A flock of geese flew under the bridge. As they flew along the creek the formation spread out, creating a wider vee. The tightly formed group moved across the water, honking in counterpoint. It is one sound of fall.

It is always a shock how busy a time this is. Birds are flocking, squirrels gathering nuts, insects buzz and flit and scurry. Even with the declining temperatures, there are still many, many instincts to fulfill before winter.

The honey locust are starting to turn their brilliant golden shade, the color that gives them their name. They are one of the first to turn. When the late afternoon sun hits the branches they seem to glow, to exude this same sunlight that has been their nourishment the past months. These young brethren (I always think of them as young, though they are far older then myself, my mother, or my grandmother) are then followed by the elm, the oak, ginko, maple, red bud, birch - all the colors hidden by the overwhelming verdant shade of summer. And that's not to forget the showiest sister of them all. The gum tree, with her ever changing display, her reds, plums, and oranges, who protects her beauty with her spiky seed. With her, each leaf colors of its own accord, with little regard for its neighbor. She is the drag queen of the woods. She is tall and strong, but alluring and sensitive, afraid to be delicate, but more afraid to not be noticed for her strength and her beauty.

The sky puts the trees, the flowers, the birds to shame. After the rains, the first cold breathes of winter, the sky is clear. There is no sky blue on these days. The only blue is the sky, the only blue you see, the only blue that you can conceive. There is no blue to compare to the Midwest sky in October. It is cloudless. It is flawless.

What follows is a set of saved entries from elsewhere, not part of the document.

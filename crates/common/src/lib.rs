//! Shared plumbing for the wnode workspace: error types, configuration
//! loading and logging setup.

pub mod error;
pub mod utils;

pub use error::{Result, WnodeError};
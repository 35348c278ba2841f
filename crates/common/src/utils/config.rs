use crate::error::{Result, WnodeError};
use ::config::{Config, File};
use serde::de::DeserializeOwned;
use std::path::Path;

/// Loads configuration from a file into a struct.
/// Supports TOML, YAML, JSON, etc. based on file extension.
pub fn load_config<T: DeserializeOwned, P: AsRef<Path>>(path: P) -> Result<T> {
    let path_str = path
        .as_ref()
        .to_str()
        .ok_or_else(|| WnodeError::Config(format!("invalid config path {:?}", path.as_ref())))?;

    let settings = Config::builder()
        .add_source(File::with_name(path_str))
        .build()?;

    Ok(settings.try_deserialize::<T>()?)
}
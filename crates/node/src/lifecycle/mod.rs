//! Node bring-up and shutdown supervision.
//!
//! `NodeLifecycleController::start` runs bring-up in the background and hands
//! back a one-shot `ReadySignal`. Once it fires the `NodeHandle` can be queried,
//! and the owner parks on `wait_stopped` until the node goes away.

pub mod controller;
pub mod runtime;
pub mod signal;

pub use controller::{LifecycleError, NodeLifecycleController};
pub use runtime::{NodeHandle, NodeRuntime, RunningNode, StopReason};
pub use signal::ReadySignal;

It is this sky that I want to look to. I want to look through the sun dappled leaves, beyond the wispy clouds, and loose my conscienceness to the sky. If you lie on your back in the middle of a field and look at the sky, it seems to come near you. The same thing happens at night. The stars will come closer. They'll swirl around you, dance for you, wink at you. The stars are coquettes, too far away to be touched, but near enough to flirt with their admirerers, to engage their attention without making promises to the lowly watcher. They become more mysterious and more beautiful the longer you look. And then, as the world turns, our star emerges and puts the others to shame. The entire planet erupts in a firey glow, deep violets and fingers of pink stretch across the sky. The mighty glowing mass that glowers on the horizon, jealous of the attention paid to her lessor cousins, softens as respect is paid to her majesty. It is then that I awake, in my bedroom painted white, to the dappled, glittering sunlight as it creeps across my pillow and plays amongst the cracks on the walls.